The activity of the papillomacular bundle was also improved: the PhCFFF values statistically significantly increased both in the 1.5 and 3.0 modes from 3.7±0.07 to 4.5±0.05 Hz, i.e. by 21.6% (р = 0.0001) and from 32.2±0.67 to 38.0±0.6 Hz, i.e. by 18.1% (р = 0.0001), respectively (Table 1). Afterwards, we studied the functional mobility of the oculomotor system. The mean value of IMF in H-mode increased by 11.2% (р < 0.001): 1.78±0.05 Hz at baseline vs. post-treatment 1.98±0.05 Hz. In V-mode the mean IMF value increased by 11.4 %: from pre-treatment 1.75±0.06 Hz to post-treatment 1.95±0.05 Hz (р<0.001). The IMF value in C-mode averaged 1.60±0.06 Hz at baseline and significantly increased to 1.77±0.06 Hz (p<0.001), i.e. by 10.6%, after treatment. Comparison of the data showed that the mean IMF value in C-mode both at baseline and after treatment was significantly lower than that in H-mode (Table 2).

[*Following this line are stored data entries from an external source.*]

//! Per-channel General MIDI state and controller routing (spec §4.3).

use rf_core::{cc, ControllerNumber, ControllerValue, MidiEventData, PERCUSSION_CHANNEL};

use crate::bank::{BankResolver, Resolution};

pub const CHANNELS_PER_SONG: usize = 16;

#[derive(Debug, Clone, Copy, PartialEq, Eq)]
pub enum ChannelType {
    Midi,
    Rmf,
}

/// How a channel picks its percussion preset when program 0 plays on the
/// percussion channel (spec §4.3/§4.4).
#[derive(Debug, Clone, Copy, PartialEq, Eq)]
pub enum BankMode {
    UseGmDefault,
    UseGmPercBank,
}

/// The result of dispatching a note-on through [`route_event`]: either a
/// resolved instrument to allocate a voice for, or a silenced request
/// (spec §4.4's "silenced, not downgraded" rule).
#[derive(Debug, Clone)]
pub enum NoteAction {
    Play {
        resolution: Resolution,
        bank: u16,
        program: u8,
        pitch_bend_semitones: f64,
        pan: f64,
        volume_gain: f64,
    },
    Silenced,
}

/// One of the 16 channels a `Song` carries.
#[derive(Debug, Clone)]
pub struct ChannelState {
    pub program: u8,
    pub bank_msb: u8,
    pub bank_lsb: u8,
    /// CC7, `0..=127`.
    pub volume: u8,
    /// CC11, `0..=127`.
    pub expression: u8,
    /// CC10, `0..=127` (64 = center).
    pub pan: u8,
    /// `-8192..=8191`, center 0.
    pub pitch_bend: i16,
    pub pitch_bend_range_semitones: f64,
    pub sustain: bool,
    /// CC1, `0..=127`.
    pub modulation: u8,
    /// CC91, `0..=127`.
    pub reverb_send: u8,
    /// CC93, `0..=127`.
    pub chorus_send: u8,
    pub mute: bool,
    pub solo: bool,
    pub channel_type: ChannelType,
    pub bank_mode: BankMode,
    /// Set when channel 9 takes a note-on without an intervening explicit
    /// non-percussion program change; cleared by any program change
    /// naming a non-percussion bank. Single source of truth for whether
    /// this channel is "in drum mode" (resolves spec §9 open question 1).
    pub drum_bank_latched: bool,
    /// Notes currently held down by the sustain pedal, released as a
    /// batch when CC64 lifts (spec §4.1).
    pub held_notes: Vec<u8>,
}

impl ChannelState {
    pub fn new(channel_type: ChannelType) -> Self {
        Self {
            program: 0,
            bank_msb: 0,
            bank_lsb: 0,
            volume: 100,
            expression: 127,
            pan: 64,
            pitch_bend: 0,
            pitch_bend_range_semitones: 2.0,
            sustain: false,
            modulation: 0,
            reverb_send: 0,
            chorus_send: 0,
            mute: false,
            solo: false,
            channel_type,
            bank_mode: BankMode::UseGmDefault,
            drum_bank_latched: false,
            held_notes: Vec::new(),
        }
    }

    /// `(bank, program)` this channel currently targets, accounting for
    /// drum-bank latching and the SF2/DLS percussion bank substitution.
    pub fn effective_bank_program(&self, sf2_flavor_bank: u16) -> (u16, u8) {
        let bank = ((self.bank_msb as u16) << 7) | self.bank_lsb as u16;
        if self.drum_bank_latched {
            (sf2_flavor_bank, 0)
        } else {
            (bank, self.program)
        }
    }

    pub fn pan_unit(&self) -> f64 {
        (self.pan as f64 - 64.0) / 64.0
    }

    pub fn volume_gain(&self) -> f64 {
        (self.volume as f64 / 127.0) * (self.expression as f64 / 127.0)
    }

    pub fn pitch_bend_semitones(&self) -> f64 {
        (self.pitch_bend as f64 / 8192.0) * self.pitch_bend_range_semitones
    }

    fn all_notes_off(&mut self) {
        self.held_notes.clear();
    }

    fn reset_controllers(&mut self) {
        self.expression = 127;
        self.pitch_bend = 0;
        self.sustain = false;
        self.modulation = 0;
    }
}

/// Dispatch one decoded MIDI event to `channel`'s state, resolving
/// program changes against `resolver` and reporting what a following
/// note-on should do.
///
/// Percussion latching (spec §4.3): a program change naming a
/// non-percussion bank clears `drum_bank_latched`; a note-on on channel 9
/// with `program == 0` sets it. `channel_number` must be the 0-based MIDI
/// channel `channel` belongs to — it is not stored on `ChannelState`
/// itself so the struct stays index-agnostic.
pub fn route_event(
    channel: &mut ChannelState,
    channel_number: u8,
    event: &MidiEventData,
    resolver: &BankResolver,
) -> Option<NoteAction> {
    match *event {
        MidiEventData::ControlChange { controller, value } => {
            apply_control_change(channel, controller, value);
            // Forwarded unconditionally (spec §4.3 CC table): a no-op
            // when no soundfont is loaded, and lets the SF2 renderer
            // track its own per-channel volume/expression/pan/sustain
            // rather than the mixer trying to post-hoc scale a buffer
            // that already sums every channel (see DESIGN.md).
            resolver.broadcast_control_change(channel_number, controller, value as u8);
            None
        }
        MidiEventData::ProgramChange { program } => {
            channel.program = program;
            if !(channel_number == PERCUSSION_CHANNEL && program == 0) {
                channel.drum_bank_latched = false;
            }
            None
        }
        MidiEventData::PitchBend { value } => {
            channel.pitch_bend = value;
            resolver.broadcast_pitch_bend(channel_number, value);
            None
        }
        MidiEventData::NoteOn { note: _, velocity } if velocity == 0 => None,
        MidiEventData::NoteOn { .. } => {
            if channel_number == PERCUSSION_CHANNEL && channel.program == 0 {
                channel.drum_bank_latched = true;
            }
            let perc_bank = resolver
                .overlay_flavor()
                .map(|f| f.percussion_bank())
                .unwrap_or(rf_core::SF2_PERCUSSION_BANK);
            let (bank, program) = channel.effective_bank_program(perc_bank);
            let resolution = if resolver.has_soundfont() {
                resolver.resolve_soundfont(bank, program, channel_number)
            } else {
                resolver.resolve_hsb(bank, program, channel_number)
            };
            match resolution {
                Resolution::Silenced => Some(NoteAction::Silenced),
                resolution => Some(NoteAction::Play {
                    resolution,
                    bank,
                    program,
                    pitch_bend_semitones: channel.pitch_bend_semitones(),
                    pan: channel.pan_unit(),
                    volume_gain: channel.volume_gain(),
                }),
            }
        }
        _ => None,
    }
}

fn apply_control_change(channel: &mut ChannelState, controller: ControllerNumber, value: ControllerValue) {
    let value = value as u8;
    match controller {
        cc::BANK_SELECT_MSB => channel.bank_msb = value,
        cc::BANK_SELECT_LSB => channel.bank_lsb = value,
        cc::VOLUME => channel.volume = value,
        cc::EXPRESSION => channel.expression = value,
        cc::PAN => channel.pan = value,
        cc::MOD_WHEEL => channel.modulation = value,
        cc::SUSTAIN => {
            let was_held = channel.sustain;
            channel.sustain = value >= 64;
            if was_held && !channel.sustain {
                channel.held_notes.clear();
            }
        }
        cc::REVERB_SEND => channel.reverb_send = value,
        cc::CHORUS_SEND => channel.chorus_send = value,
        cc::ALL_SOUND_OFF | cc::ALL_NOTES_OFF => channel.all_notes_off(),
        cc::RESET_ALL_CONTROLLERS => channel.reset_controllers(),
        _ => {}
    }
}

#[cfg(test)]
mod tests {
    use super::*;

    #[test]
    fn program_change_to_non_percussion_clears_latch() {
        let mut channel = ChannelState::new(ChannelType::Midi);
        channel.drum_bank_latched = true;
        let resolver = BankResolver::new();
        route_event(
            &mut channel,
            PERCUSSION_CHANNEL,
            &MidiEventData::ProgramChange { program: 5 },
            &resolver,
        );
        assert!(!channel.drum_bank_latched);
    }

    #[test]
    fn note_on_channel_nine_program_zero_latches_drums() {
        let mut channel = ChannelState::new(ChannelType::Midi);
        let resolver = BankResolver::new();
        route_event(
            &mut channel,
            PERCUSSION_CHANNEL,
            &MidiEventData::NoteOn { note: 36, velocity: 100 },
            &resolver,
        );
        assert!(channel.drum_bank_latched);
    }

    #[test]
    fn sustain_release_clears_held_notes() {
        let mut channel = ChannelState::new(ChannelType::Midi);
        let resolver = BankResolver::new();
        apply_control_change(&mut channel, cc::SUSTAIN, 127);
        channel.held_notes.push(60);
        route_event(
            &mut channel,
            0,
            &MidiEventData::ControlChange { controller: cc::SUSTAIN, value: 0 },
            &resolver,
        );
        assert!(channel.held_notes.is_empty());
    }

    #[test]
    fn volume_and_expression_combine_multiplicatively() {
        let mut channel = ChannelState::new(ChannelType::Midi);
        channel.volume = 127;
        channel.expression = 64;
        assert!((channel.volume_gain() - (64.0 / 127.0)).abs() < 1e-6);
    }
}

Thus, the 10 FES sessions, performed in combination with photomyostimulation in patients with stage III POAG, made it possible to significantly increase the mobility of the oculomotor system in the IMF index in all three modes. However, the IMF values in the three modes remained far below the norm even after treatment performed. Data on the lability of the visual system at baseline after combined treatment in the CFFF index are given in Table 3.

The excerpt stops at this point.